Compilation album by Simon May
- Released: 1994
- Genre: Soundtrack
- Length: 53:12
- Label: Artist Record Company

Simon May chronology
| Simon's Way | New Vintage: The Best of Simon May | The Simon May Collection |

= New Vintage: The Best of Simon May =

New Vintage: The Best of Simon May is a 1994 compilation album featuring some of the key works from British film and television music composer Simon May.

The album was accompanied by a UK tour, named "A Night Away From the TV". May used several school choirs for the show including Wareham Middle School, which also included performers Kate Robbins and 1990 Opportunity Knocks winner Mark Rattray.
Some performances had to be cancelled because of low ticket sales.

A BBC television Pebble Mill special was broadcast on BBC1 on 20 December 1994. It featured aspects of the planning, rehearsals and performances of the tour, including comments by Cliff Richard about the failure of some projects. May discussed the writing process, especially for the theme to Jobs for the Girls.
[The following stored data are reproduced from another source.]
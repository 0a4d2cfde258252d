//! Domain Layer - Core Entity Trait
//!
//! Every record the dashboard mirrors carries a server-assigned identity.

use std::hash::Hash;

/// Core trait for mirrored entities
pub trait Entity: Clone {
    /// The type of the entity's unique identifier
    type Id: Copy + Eq + Hash + std::fmt::Debug;

    /// Returns the entity's unique identifier
    fn id(&self) -> Self::Id;
}
//! Food Card Component
//!
//! A single plate in the dashboard list.

use leptos::prelude::*;
use wasm_bindgen::JsCast;

use food_core::FoodPlate;

use crate::components::DeleteConfirmButton;
use crate::store::{store_food, use_dashboard_store};

/// One plate with its availability switch and edit/delete actions.
///
/// The availability flip is computed here; the dashboard only persists
/// the record it is handed. The switch always shows the mirrored value,
/// so a refused toggle snaps back.
#[component]
pub fn FoodCard(
    food: FoodPlate,
    #[prop(into)] on_edit: Callback<FoodPlate>,
    #[prop(into)] on_delete: Callback<u32>,
    #[prop(into)] on_toggle_availability: Callback<FoodPlate>,
) -> impl IntoView {
    let id = food.id;
    let available = food.available;
    let edit_food = food.clone();
    let toggle_food = food.clone();

    let store = use_dashboard_store();
    let is_available = move || store_food(&store, id).map_or(available, |f| f.available);

    view! {
        <div
            class={if available { "food-card" } else { "food-card unavailable" }}
            data-testid=format!("food-{}", id)
        >
            <header>
                <img src=food.image.clone() alt=food.name.clone() />
            </header>
            <section class="food-body">
                <h2>{food.name.clone()}</h2>
                <p>{food.description.clone()}</p>
                <p class="price">"R$ " <b>{food.price.clone()}</b></p>
            </section>
            <section class="food-footer">
                <div class="icon-container">
                    <button
                        type="button"
                        class="icon edit-btn"
                        data-testid=format!("edit-food-{}", id)
                        on:click=move |_| on_edit.run(edit_food.clone())
                    >
                        "Edit"
                    </button>
                    <DeleteConfirmButton
                        button_class="icon delete-btn"
                        plate_name=food.name.clone()
                        on_confirm=move |_: ()| on_delete.run(id)
                    />
                </div>
                <div class="availability-container">
                    <p>{move || if is_available() { "Available" } else { "Unavailable" }}</p>
                    <label class="switch">
                        <input
                            type="checkbox"
                            prop:checked=is_available
                            data-testid=format!("change-status-food-{}", id)
                            on:change=move |ev| {
                                let Some(input) = ev
                                    .target()
                                    .and_then(|t| t.dyn_into::<web_sys::HtmlInputElement>().ok())
                                else {
                                    return;
                                };
                                let requested = input.checked();
                                // stays on the mirrored value until the server echo lands
                                input.set_checked(!requested);
                                on_toggle_availability.run(toggle_food.with_availability(requested));
                            }
                        />
                        <span class="slider"></span>
                    </label>
                </div>
            </section>
        </div>
    }
}
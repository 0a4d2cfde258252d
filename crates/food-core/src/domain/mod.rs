//! Domain Layer
//!
//! Entities exchanged with the remote `/foods` resource.
//! This layer has NO external dependencies (except serde for serialization).

mod entity;
mod food;

pub use entity::Entity;
pub use food::{FoodDraft, FoodPlate, NewFoodPlate};
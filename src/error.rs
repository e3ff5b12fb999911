//! Error taxonomy shared by every component, rendered with the response envelope.

use axum::{
    http::StatusCode,
    response::{IntoResponse, Response},
};

use crate::response::ApiResponse;

#[derive(Debug, thiserror::Error)]
pub enum AppError {
    #[error("{0}")]
    Validation(String),

    #[error("{0}")]
    Conflict(String),

    #[error("{0}")]
    NotFound(String),

    /// The reason is logged, never returned to the caller.
    #[error("authentication failed: {0}")]
    Authentication(&'static str),

    #[error("upload failed: {0}")]
    Upload(String),

    #[error("store error: {0}")]
    Store(String),

    /// The call may still have been applied; callers must not assume it was not.
    #[error("store call timed out")]
    StoreTimeout,

    #[error("signing error: {0}")]
    Signing(String),

    #[error("internal error: {0}")]
    Internal(String),
}

impl AppError {
    pub fn validation(msg: impl Into<String>) -> Self {
        AppError::Validation(msg.into())
    }

    pub fn status(&self) -> StatusCode {
        match self {
            AppError::Validation(_) => StatusCode::BAD_REQUEST,
            AppError::Conflict(_) => StatusCode::CONFLICT,
            AppError::NotFound(_) => StatusCode::NOT_FOUND,
            AppError::Authentication(_) => StatusCode::UNAUTHORIZED,
            AppError::Upload(_) => StatusCode::BAD_GATEWAY,
            AppError::Store(_) | AppError::StoreTimeout => StatusCode::SERVICE_UNAVAILABLE,
            AppError::Signing(_) | AppError::Internal(_) => StatusCode::INTERNAL_SERVER_ERROR,
        }
    }
}

impl IntoResponse for AppError {
    fn into_response(self) -> Response {
        let status = self.status();
        let message = match &self {
            AppError::Validation(msg) | AppError::Conflict(msg) | AppError::NotFound(msg) => {
                msg.clone()
            }
            AppError::Authentication(reason) => {
                tracing::warn!(%reason, "request rejected");
                "Unauthorized request".to_string()
            }
            AppError::Upload(msg) => {
                tracing::error!(error = %msg, "upload error");
                "Failed to store image".to_string()
            }
            AppError::Store(msg) => {
                tracing::error!(error = %msg, "store error");
                "Storage backend unavailable".to_string()
            }
            AppError::StoreTimeout => {
                tracing::error!("store call timed out");
                "Storage backend unavailable".to_string()
            }
            AppError::Signing(msg) | AppError::Internal(msg) => {
                tracing::error!(error = %msg, "internal error");
                "Internal server error".to_string()
            }
        };

        ApiResponse::new(status, serde_json::Value::Null, message).into_response()
    }
}

#[cfg(test)]
mod tests {
    use super::*;

    #[test]
    fn statuses_follow_taxonomy() {
        assert_eq!(AppError::validation("x").status(), StatusCode::BAD_REQUEST);
        assert_eq!(AppError::Conflict("x".into()).status(), StatusCode::CONFLICT);
        assert_eq!(AppError::NotFound("x".into()).status(), StatusCode::NOT_FOUND);
        assert_eq!(AppError::Authentication("x").status(), StatusCode::UNAUTHORIZED);
        assert!(AppError::Upload("x".into()).status().is_server_error());
        assert!(AppError::Store("x".into()).status().is_server_error());
        assert_eq!(AppError::StoreTimeout.status(), StatusCode::SERVICE_UNAVAILABLE);
        assert!(AppError::Signing("x".into()).status().is_server_error());
    }

    #[tokio::test]
    async fn authentication_body_is_generic() {
        let res = AppError::Authentication("refresh token reused").into_response();
        assert_eq!(res.status(), StatusCode::UNAUTHORIZED);
        let bytes = axum::body::to_bytes(res.into_body(), 1024).await.unwrap();
        let body = String::from_utf8(bytes.to_vec()).unwrap();
        assert!(body.contains("Unauthorized request"));
        assert!(!body.contains("reused"));
    }

    #[tokio::test]
    async fn store_error_hides_detail() {
        let res = AppError::Store("connection refused on 10.0.0.3".into()).into_response();
        let bytes = axum::body::to_bytes(res.into_body(), 1024).await.unwrap();
        let body = String::from_utf8(bytes.to_vec()).unwrap();
        assert!(!body.contains("10.0.0.3"));
    }
}
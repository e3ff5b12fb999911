pub mod app;
pub mod auth;
pub mod config;
pub mod error;
pub mod images;
pub mod response;
pub mod state;
pub mod storage;
pub mod users;
use axum::{
    extract::{DefaultBodyLimit, Multipart, State},
    response::IntoResponse,
    routing::{get, patch},
    Json, Router,
};
use serde::Deserialize;
use tracing::instrument;

use super::model::AssetSlot;
use crate::{
    auth::{handlers::UPLOAD_LIMIT_BYTES, AuthUser},
    error::AppError,
    images::MultipartForm,
    response::ApiResponse,
    state::AppState,
};

#[derive(Debug, Deserialize)]
#[serde(rename_all = "camelCase")]
pub struct UpdateAccountRequest {
    #[serde(default)]
    pub full_name: Option<String>,
    #[serde(default)]
    pub email: Option<String>,
}

pub fn profile_routes() -> Router<AppState> {
    Router::new()
        .route("/users/current-user", get(current_user))
        .route("/users/update-account", patch(update_account))
        .route(
            "/users/avatar",
            patch(update_avatar).layer(DefaultBodyLimit::max(UPLOAD_LIMIT_BYTES)),
        )
        .route(
            "/users/cover-image",
            patch(update_cover).layer(DefaultBodyLimit::max(UPLOAD_LIMIT_BYTES)),
        )
}

#[instrument(skip(state))]
pub async fn current_user(
    State(state): State<AppState>,
    AuthUser(user_id): AuthUser,
) -> Result<impl IntoResponse, AppError> {
    let user = state.auth.current_user(user_id).await?;
    Ok(ApiResponse::ok(user, "Current user fetched successfully"))
}

#[instrument(skip(state, payload))]
pub async fn update_account(
    State(state): State<AppState>,
    AuthUser(user_id): AuthUser,
    Json(payload): Json<UpdateAccountRequest>,
) -> Result<impl IntoResponse, AppError> {
    let user = state
        .auth
        .update_account(user_id, payload.full_name.as_deref(), payload.email.as_deref())
        .await?;
    Ok(ApiResponse::ok(user, "Account details updated successfully"))
}

#[instrument(skip(state, mp))]
pub async fn update_avatar(
    State(state): State<AppState>,
    AuthUser(user_id): AuthUser,
    mp: Multipart,
) -> Result<impl IntoResponse, AppError> {
    let mut form = MultipartForm::read(mp).await?;
    let user = state
        .auth
        .update_asset(user_id, AssetSlot::Avatar, form.file("avatar"))
        .await?;
    Ok(ApiResponse::ok(user, "Avatar image updated successfully"))
}

#[instrument(skip(state, mp))]
pub async fn update_cover(
    State(state): State<AppState>,
    AuthUser(user_id): AuthUser,
    mp: Multipart,
) -> Result<impl IntoResponse, AppError> {
    let mut form = MultipartForm::read(mp).await?;
    let user = state
        .auth
        .update_asset(user_id, AssetSlot::Cover, form.file("coverImage"))
        .await?;
    Ok(ApiResponse::ok(user, "Cover image updated successfully"))
}
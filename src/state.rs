use crate::auth::jwt::JwtKeys;
use crate::auth::services::AuthService;
use crate::config::{AppConfig, StoreBackend};
use crate::images::AssetManager;
use crate::storage::{Storage, StorageClient};
use crate::users::memory::MemoryUserStore;
use crate::users::repo::{PgUserStore, UserStore};
use anyhow::Context;
use axum::extract::FromRef;
use std::sync::Arc;
use std::time::Duration;

#[derive(Clone)]
pub struct AppState {
    pub config: Arc<AppConfig>,
    pub keys: Arc<JwtKeys>,
    pub auth: AuthService,
}

impl FromRef<AppState> for Arc<JwtKeys> {
    fn from_ref(state: &AppState) -> Self {
        state.keys.clone()
    }
}

impl AppState {
    pub async fn init() -> anyhow::Result<Self> {
        let config = AppConfig::from_env()?;

        let users: Arc<dyn UserStore> = match config.store_backend {
            StoreBackend::Postgres => {
                let db = sqlx::postgres::PgPoolOptions::new()
                    .max_connections(10)
                    .acquire_timeout(Duration::from_secs(config.store_timeout_secs))
                    .connect(&config.database_url)
                    .await
                    .context("connect to database")?;

                if let Err(e) = sqlx::migrate!("./migrations").run(&db).await {
                    tracing::warn!(error = %e, "migration failed; continuing");
                }
                Arc::new(PgUserStore::new(db))
            }
            StoreBackend::Memory => {
                tracing::warn!("using in-memory user store; data is lost on restart");
                Arc::new(MemoryUserStore::new())
            }
        };

        let storage = Arc::new(Storage::new(&config.storage).await?) as Arc<dyn StorageClient>;

        Self::from_parts(config, users, storage)
    }

    /// Wires the components together. Fails if the signing configuration is unusable.
    pub fn from_parts(
        config: AppConfig,
        users: Arc<dyn UserStore>,
        storage: Arc<dyn StorageClient>,
    ) -> anyhow::Result<Self> {
        let keys = Arc::new(JwtKeys::from_config(&config.jwt).context("token signing keys")?);
        let assets = AssetManager::new(storage, Duration::from_secs(config.upload_timeout_secs));
        let auth = AuthService::new(
            users,
            keys.clone(),
            assets,
            Duration::from_secs(config.store_timeout_secs),
            config.revoke_session_on_password_change,
        );
        Ok(Self {
            config: Arc::new(config),
            keys,
            auth,
        })
    }
}
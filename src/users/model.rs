use serde::Serialize;
use sqlx::FromRow;
use time::OffsetDateTime;
use uuid::Uuid;

/// Reference to an image held by object storage.
#[derive(Debug, Clone, PartialEq, Eq)]
pub struct AssetRef {
    pub url: String,
    /// Provider object id recorded at upload time; absent on legacy references.
    pub object_id: Option<String>,
}

#[derive(Debug, Clone, Copy, PartialEq, Eq)]
pub enum AssetSlot {
    Avatar,
    Cover,
}

impl AssetSlot {
    pub fn as_str(self) -> &'static str {
        match self {
            AssetSlot::Avatar => "avatars",
            AssetSlot::Cover => "covers",
        }
    }
}

/// User record as persisted.
#[derive(Debug, Clone)]
pub struct User {
    pub id: Uuid,
    pub username: String,
    pub email: String,
    pub full_name: String,
    pub password_hash: String, // Argon2 hash
    pub avatar: AssetRef,
    pub cover: Option<AssetRef>,
    pub refresh_token: Option<String>,
    pub created_at: OffsetDateTime,
    pub updated_at: OffsetDateTime,
}

impl User {
    pub fn asset(&self, slot: AssetSlot) -> Option<&AssetRef> {
        match slot {
            AssetSlot::Avatar => Some(&self.avatar),
            AssetSlot::Cover => self.cover.as_ref(),
        }
    }
}

/// Flat row shape of the `users` table.
#[derive(Debug, FromRow)]
pub struct UserRow {
    pub id: Uuid,
    pub username: String,
    pub email: String,
    pub full_name: String,
    pub password_hash: String,
    pub avatar_url: String,
    pub avatar_object_id: Option<String>,
    pub cover_url: Option<String>,
    pub cover_object_id: Option<String>,
    pub refresh_token: Option<String>,
    pub created_at: OffsetDateTime,
    pub updated_at: OffsetDateTime,
}

impl From<UserRow> for User {
    fn from(r: UserRow) -> Self {
        Self {
            id: r.id,
            username: r.username,
            email: r.email,
            full_name: r.full_name,
            password_hash: r.password_hash,
            avatar: AssetRef {
                url: r.avatar_url,
                object_id: r.avatar_object_id,
            },
            cover: r.cover_url.map(|url| AssetRef {
                url,
                object_id: r.cover_object_id,
            }),
            refresh_token: r.refresh_token,
            created_at: r.created_at,
            updated_at: r.updated_at,
        }
    }
}

/// Input for creating a user; the store assigns timestamps.
#[derive(Debug, Clone)]
pub struct NewUser {
    pub id: Uuid,
    pub username: String,
    pub email: String,
    pub full_name: String,
    pub password_hash: String,
    pub avatar: AssetRef,
    pub cover: Option<AssetRef>,
}

/// Sanitized view returned to callers; carries no credential fields.
#[derive(Debug, Clone, Serialize)]
#[serde(rename_all = "camelCase")]
pub struct PublicUser {
    pub id: Uuid,
    pub username: String,
    pub email: String,
    pub full_name: String,
    pub avatar: String,
    pub cover_image: Option<String>,
    #[serde(with = "time::serde::rfc3339")]
    pub created_at: OffsetDateTime,
    #[serde(with = "time::serde::rfc3339")]
    pub updated_at: OffsetDateTime,
}

impl From<&User> for PublicUser {
    fn from(u: &User) -> Self {
        Self {
            id: u.id,
            username: u.username.clone(),
            email: u.email.clone(),
            full_name: u.full_name.clone(),
            avatar: u.avatar.url.clone(),
            cover_image: u.cover.as_ref().map(|c| c.url.clone()),
            created_at: u.created_at,
            updated_at: u.updated_at,
        }
    }
}

#[cfg(test)]
mod tests {
    use super::*;

    fn user() -> User {
        let now = OffsetDateTime::now_utc();
        User {
            id: Uuid::new_v4(),
            username: "alice".into(),
            email: "a@x.com".into(),
            full_name: "Alice A".into(),
            password_hash: "$argon2id$secret-hash".into(),
            avatar: AssetRef {
                url: "https://cdn/avatars/1.png".into(),
                object_id: Some("avatars/1.png".into()),
            },
            cover: None,
            refresh_token: Some("refresh-secret".into()),
            created_at: now,
            updated_at: now,
        }
    }

    #[test]
    fn public_user_has_no_credentials() {
        let json = serde_json::to_string(&PublicUser::from(&user())).unwrap();
        assert!(json.contains("alice"));
        assert!(json.contains("fullName"));
        assert!(!json.contains("argon2"));
        assert!(!json.contains("refresh-secret"));
        assert!(!json.contains("password"));
    }

    #[test]
    fn row_without_cover_maps_to_none() {
        let now = OffsetDateTime::now_utc();
        let row = UserRow {
            id: Uuid::new_v4(),
            username: "bob".into(),
            email: "b@x.com".into(),
            full_name: "Bob".into(),
            password_hash: "h".into(),
            avatar_url: "https://cdn/a.png".into(),
            avatar_object_id: None,
            cover_url: None,
            cover_object_id: Some("stale".into()),
            refresh_token: None,
            created_at: now,
            updated_at: now,
        };
        let user = User::from(row);
        assert!(user.cover.is_none());
        assert_eq!(user.asset(AssetSlot::Avatar).unwrap().url, "https://cdn/a.png");
    }
}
It included interviews with Tony Holland, Gerard Glaister and Verity Lambert, who discussed his work for EastEnders, Howards' Way and Eldorado respectively.

==Track listing==
Orchestral tracks are performed by the Simon May Orchestra.

| Track No. | Title | Associated show | Notes |
|---|---|---|---|
| 1 | "EastEnders" | EastEnders | Leslie Osborne has a co-writer credit. This track is similar to the unpopular jazzy revamp of the theme heard in the programme around the time of this album's release. |
| 2 | "Always There" Vocals: Marti Webb | Howards' Way | Leslie Osbourne has a co-writer credit. Lyrics by Don Black. Vocal version of the theme tune, used over the end credits in the second series. |
| 3 | "Barracuda" | Howards' Way | Extended version of the closing theme. |
| 4 | "When You Go Away" Vocals: Johnny Griggs | Eldorado | Vocal version of the theme, used over the end credits of the show's final episode. It was released as a single. |
| 5 | "Every Loser Wins" Vocals: Nick Berry | EastEnders | Featured in a 1980s EastEnders storyline with Simon Wicks (Berry), and was a UK number one single in 1986. |
| 6 | "Trainer" | Trainer |  |
| 7 | "More Than in Love" Vocals: Kate Robbins | Crossroads | Co-written with Barry Leng; reached no. 2 in the UK singles chart |
| 8 | "Summer of My Life" Vocals: Simon May | Crossroads | Reached no. 7 in the UK singles chart. |
| 9 | "Holiday Suite" | Holiday | Co-written with Barry Leng; reached no. 2 in the UK singles chart |
| 10 | "More to Life" Vocals: Cliff Richard | Trainer | Lyrics by Don Black. Vocal version of the Trainer theme |
| 11 | "We'll Find Our Day" Vocals: Mark Rattray and Emma Robbins | Smike | Re-recorded version with one of the performers on the 1994 tour. |
| 12 | "Jobs for the Girls/Food and Drink/TV Weekly/Morning on BBC1" | Jobs for the Girls/Food and Drink/TV Weekly/Morning on BBC1 | Compilation of several themes. |
| 13 | "The Dawning" | The Dawning |  |
| 14 | "Wolfgang" Vocals: Simon May |  | Inspired by Wolfgang Amadeus Mozart. |

==See also==
- The Simon May Collection — a 2010 compilation album.